O luto é a reacção a uma perda significativa. A perda associada ao luto pode ser de alguém ou de algo (real), ou pode ser de algo simbólico, como um ideal ou uma competência (Barbosa, 2006)[1]. O luto define-se como um processo e não um estado. Existem várias fases, distintas entre si, e diferentes também consoante as características pessoais.

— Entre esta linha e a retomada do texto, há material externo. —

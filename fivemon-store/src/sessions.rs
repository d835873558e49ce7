//! Per-player session tracking across polls.
//!
//! Sessions are keyed by the player's server id. A player who drops off the
//! list keeps their session: the elapsed time is folded into `total_time` and
//! the session is re-anchored, so a reconnecting player carries their total
//! forward. Sessions idle for longer than the configured TTL are evicted.

use std::collections::{HashMap, HashSet};

use chrono::{DateTime, TimeDelta, Utc};

use crate::models::{PlayerSnapshot, TrackedPlayer};

/// Timing state of one player id.
#[derive(Debug, Clone, Copy, PartialEq, Eq)]
pub struct PlayerSession {
    /// Anchor of the current session
    pub join_time: DateTime<Utc>,
    /// Minutes accumulated before `join_time`
    pub total_time: i64,
    /// Last poll in which the player was listed
    pub last_seen: DateTime<Utc>,
}

impl PlayerSession {
    fn new(now: DateTime<Utc>) -> Self {
        Self {
            join_time: now,
            total_time: 0,
            last_seen: now,
        }
    }
}

#[derive(Debug, Default)]
pub struct SessionTracker {
    sessions: HashMap<u64, PlayerSession>,
    /// Stable identifiers of every player ever observed. Never shrinks.
    unique_players: HashSet<String>,
}

impl SessionTracker {
    pub fn new() -> Self {
        Self::default()
    }

    /// Fold a fresh player list into the tracked sessions and return the
    /// enriched players, in upstream order.
    pub fn reconcile(&mut self, snapshot: &[PlayerSnapshot], now: DateTime<Utc>) -> Vec<TrackedPlayer> {
        let mut present = HashSet::with_capacity(snapshot.len());
        let mut players = Vec::with_capacity(snapshot.len());

        for (index, raw) in snapshot.iter().enumerate() {
            let position = index as u64 + 1;
            let id = raw.id.filter(|id| *id != 0).unwrap_or(position);
            let identifiers = raw.identifiers.clone().unwrap_or_default();
            let identifier = identifiers
                .first()
                .cloned()
                .unwrap_or_else(|| format!("player_{id}"));

            present.insert(id);
            self.unique_players.insert(identifier);

            let session = self
                .sessions
                .entry(id)
                .or_insert_with(|| PlayerSession::new(now));
            session.last_seen = now;
            let session_duration = elapsed_minutes(session.join_time, now);

            players.push(TrackedPlayer {
                id,
                name: raw
                    .name
                    .clone()
                    .filter(|name| !name.is_empty())
                    .unwrap_or_else(|| format!("Player {position}")),
                ping: raw.ping.unwrap_or(0),
                identifiers,
                endpoint: raw
                    .endpoint
                    .clone()
                    .filter(|endpoint| !endpoint.is_empty())
                    .unwrap_or_else(|| "Unknown".to_string()),
                session_duration,
                total_time: session.total_time + session_duration,
            });
        }

        for (id, session) in self.sessions.iter_mut() {
            if !present.contains(id) {
                session.total_time += elapsed_minutes(session.join_time, now);
                session.join_time = now;
            }
        }

        players
    }

    /// Drop sessions whose player has not been listed for longer than `ttl`.
    /// Returns the number of sessions removed.
    pub fn evict_idle(&mut self, now: DateTime<Utc>, ttl: TimeDelta) -> usize {
        let before = self.sessions.len();
        self.sessions
            .retain(|_, session| now.signed_duration_since(session.last_seen) <= ttl);
        before - self.sessions.len()
    }

    pub fn session(&self, id: u64) -> Option<&PlayerSession> {
        self.sessions.get(&id)
    }

    pub fn session_count(&self) -> usize {
        self.sessions.len()
    }

    /// Number of distinct players ever observed.
    pub fn unique_players(&self) -> usize {
        self.unique_players.len()
    }
}

/// Whole minutes between `since` and `now`, never negative.
fn elapsed_minutes(since: DateTime<Utc>, now: DateTime<Utc>) -> i64 {
    now.signed_duration_since(since).num_minutes().max(0)
}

São três as fases do luto (Barbosa, 2006). A primeira caracteriza-se pela sensação de choque e de negação – é a fase da descrença. É natural que a pessoa encontre incredulidade, podendo reagir com algum embotamento (torpor) afectivo. É uma fase onde ainda há a procura. A segunda fase do luto acontece quando a pessoa se desorganiza e experimenta o desespero. É onde se toma consciência da perda, reagindo com choro, tristeza, desgosto, depressão, entre outras reacções. Por fim, numa terceira fase já é possível uma reorganização e recuperação. Acontece o restabelecimento.

Para resolver um luto é necessário passar por ele (por todas as fases). É necessário permitir-se experimentar todas as emoções associadas à dor do luto, para que depois exista espaço para novas emoções como o amor, a saudade, a alegria, a tristeza, entre outras. Passa a ser possível recordar sem sofrimento intenso e constante.

O luto pode também trazer maturidade. Tanto a alegria das conquistas e criações como a dor do luto fazem parte da vida. Quando se perde alguém ou algo significativo, há também a sensação de perda do self. Este “espaço” interior perdido pode permanecer vazio, ou dar oportunidade a novos significados. É aqui que pode acontecer a transformação, adaptativa ou não. Talvez sempre que se passa por um luto algo se transforme, pois ninguém fica igual depois de uma perda. Há sempre diferença, e por isso há transformação.

Faz sentido que a mesma verdade para a química possa ser verdade para a psicologia. Isto porque o que se perde não desaparece, não vai para o nada. Não só quando perdemos algo ou alguém a memória permanece, como a mudança na dor traz sempre uma transformação. Se essa transformação é adaptativa ou não, depende de cada um e da sua resiliência. Assim, pode dizer-se que… nada se perde, tudo se transforma.

 


[1] Barbosa, A. (2006). Luto. In Barbosa A. & Neto I.G. (Eds.), “Manual de Cuidados Paliativos”. Lisboa: Núcleo de Cuidados Paliativos/Centro de Bioética/Faculdade de Medicina de Lisboa.